Transferable production of PER-1 ß-lactamase in Pseudomonas aeruginosa

F. Danela, L. M. C. Halla, D. Gurb, H. E. Akalinb and D. M. Livermorea

aDepartment of Medical Microbiology, The London Hospital Medical College Turner Street, London, E1 2AD, UK bSection of Infectious Diseases, Department of Internal Medicine, Hacettepe University School of Medicine 06100 Ankara, Turkey

Received 12 April 1994; returned 21 September 1994; accepted 18 October 1994


PER-1, an extended-spectrum class A ß-lactamase, has been described only from Pseudomonas aeruginosa RNL-1, which was obtained in France in 1991. During studies on ceftazidime-resistant P. aeruginosa collected from December 1991 to July 1993 in Ankara, Turkey, we found 14 further isolates with PER-1 enzyme, as recognised by isoelectric point (pI 5·4), hydrolytic activity, gene hybridization and DNA sequence. Five of these isolates also had OXA-10 (PSE-2)-related enzymes and one hyper-produced ampC ß-lactamase, whereas eight had PER-1 enzyme alone.
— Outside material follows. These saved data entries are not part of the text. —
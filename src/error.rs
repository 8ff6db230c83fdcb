//! Unified error type for the console.
//!
//! Codec and token failures carry their own structured error types and are
//! wrapped here so the REPL boundary can treat every failure uniformly:
//! print a diagnostic plus contextual help and keep looping, or terminate
//! under the fatal batch-exit condition.

use std::io;

use thiserror::Error;

use crate::codec::error::CodecError;
use crate::token::TokenError;

/// Result type alias for console operations
pub type ConsoleResult<T> = Result<T, ConsoleError>;

/// Errors surfaced at the REPL boundary
#[derive(Debug, Error)]
pub enum ConsoleError {
    /// No command matches the leading token
    #[error("unknown command: {token}")]
    Resolution { token: String },

    /// A resolved command failed while executing
    #[error("{0}")]
    Execution(String),

    /// Handle or integer codec failure
    #[error(transparent)]
    Codec(#[from] CodecError),

    /// Failure reported by the module/session collaborator
    #[error(transparent)]
    Token(#[from] TokenError),

    /// Errors related to configuration
    #[error("configuration error: {0}")]
    Config(String),

    /// Errors related to IO operations
    #[error("IO error: {0}")]
    Io(#[from] io::Error),
}

impl From<serde_json::Error> for ConsoleError {
    fn from(error: serde_json::Error) -> Self {
        ConsoleError::Config(error.to_string())
    }
}
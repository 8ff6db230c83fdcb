//! Console configuration loading.
//!
//! The configuration file is optional JSON naming a module to load at
//! startup, so scripted runs do not need a leading `module load` line.

use std::fs;
use std::path::Path;

use log::info;
use serde::{Deserialize, Serialize};

use crate::error::ConsoleResult;

/// Startup configuration
#[derive(Debug, Clone, Default, Serialize, Deserialize)]
pub struct ConsoleConfig {
    /// Name of the module to load at startup
    #[serde(default)]
    pub module_name: Option<String>,

    /// Library path recorded for the module
    #[serde(default)]
    pub module_path: Option<String>,
}

impl ConsoleConfig {
    /// Loads the configuration from `path`. A missing file is not an
    /// error; it yields the default configuration.
    pub fn load(path: &Path) -> ConsoleResult<Self> {
        if !path.exists() {
            return Ok(ConsoleConfig::default());
        }
        let contents = fs::read_to_string(path)?;
        let config: ConsoleConfig = serde_json::from_str(&contents)?;
        info!("loaded configuration from {}", path.display());
        Ok(config)
    }
}
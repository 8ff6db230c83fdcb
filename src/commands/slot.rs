use async_trait::async_trait;
use log::info;

use super::{opt_value, require_value};
use crate::error::{ConsoleError, ConsoleResult};
use crate::output::{lpad, print_caption, rpad};
use crate::repl::command::{CommandAction, Context, Outcome};
use crate::token::TokenError;

fn parse_slot(value: &str) -> ConsoleResult<u64> {
    value
        .parse::<u64>()
        .map_err(|_| ConsoleError::Execution(format!("invalid slot index: {}", value)))
}

/// `slot list`
pub struct List;

#[async_trait]
impl CommandAction for List {
    async fn run(&self, ctx: &mut Context, _args: &[String]) -> ConsoleResult<Outcome> {
        let slots = ctx.require_module()?.slots();
        print_caption("Slots");
        println!("  {}  {}{}", lpad("Index", 5), rpad("Description", 24), "Token");
        for slot in &slots {
            println!(
                "  {}  {}{}",
                lpad(&slot.index.to_string(), 5),
                rpad(&slot.description, 24),
                slot.token_label
            );
        }
        println!();
        Ok(Outcome::Continue)
    }
}

/// `slot info --slot <index>`
pub struct Info;

#[async_trait]
impl CommandAction for Info {
    async fn run(&self, ctx: &mut Context, args: &[String]) -> ConsoleResult<Outcome> {
        let index = parse_slot(require_value(args, "--slot")?)?;
        let slot = ctx
            .require_module()?
            .slots()
            .into_iter()
            .find(|slot| slot.index == index)
            .ok_or(TokenError::SlotNotFound { slot: index })?;
        print_caption("Slot info");
        println!("  Index:        {}", slot.index);
        println!("  Description:  {}", slot.description);
        println!("  Token label:  {}", slot.token_label);
        println!("  Token:        {}", if slot.token_present { "present" } else { "absent" });
        println!();
        Ok(Outcome::Continue)
    }
}

/// Where the session PIN comes from
#[derive(Debug, PartialEq, Eq)]
enum PinInput {
    /// Taken from `--pin` on the command line
    Supplied(String),
    /// Read from the terminal without echo
    Prompt,
}

fn pin_input(args: &[String]) -> PinInput {
    match opt_value(args, "--pin") {
        Some(pin) => PinInput::Supplied(pin.to_string()),
        None => PinInput::Prompt,
    }
}

/// `slot open --slot <index> [--pin <pin>]`
///
/// When `--pin` is absent the PIN is prompted for on the terminal; entering
/// an empty PIN opens the session without one, for tokens that are not
/// protected.
pub struct Open;

#[async_trait]
impl CommandAction for Open {
    async fn run(&self, ctx: &mut Context, args: &[String]) -> ConsoleResult<Outcome> {
        let index = parse_slot(require_value(args, "--slot")?)?;
        let pin = match pin_input(args) {
            PinInput::Supplied(pin) => Some(pin),
            PinInput::Prompt => {
                let entered = rpassword::prompt_password("PIN: ")?;
                if entered.is_empty() {
                    None
                } else {
                    Some(entered)
                }
            }
        };
        let session = ctx.require_module()?.open_session(index, pin.as_deref())?;
        ctx.session = Some(session);
        info!("session opened against slot {}", index);
        println!("Session opened: slot {}", index);
        Ok(Outcome::Continue)
    }
}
The last group, from four wards, appeared to be identical, giving the same DNA restriction patterns and carrying the PER-1 gene on an 8·5 kb HincII fragment. Two more producers were related but the other four were unique. In several representatives of the group of eight replicates, the PER-1 gene was shown to be encoded on a plasmid, larger than 154 kb in size, which transferred to P. aeruginosa PU21. A further isolate had the gene on an even larger conjugative plasmid. By contrast, the PER-1 gene reportedly was chromosomally-inserted in strain RNL-1. The PER-1 producers and their transconjugants were highly resistant to ceftazidime and aztreonam (MIC≥128 mg/L) but not to carbapenems or latamoxet. Piperacillin insusceptibility was marginal (MIC 8 mg/L). Clavulanate 4 mg/L, but not tazobactam 4 mg/L, reversed resistance to ceftazidime and carbenicillin. Purification of the enzyme to homogeneity was achieved by three ion exchanges and one gel filtration. We found much lower Vmax rates for aminothiazolyl cephalosporins than reported previously for PER-1 enzyme. This reflected the present assays being in 0·1 M phosphate butter pH 7·0, whereas the previous were pH-stat-regulated; concentrated phosphate reduced enzyme activity against ceftazidime, but not against cephaloridine.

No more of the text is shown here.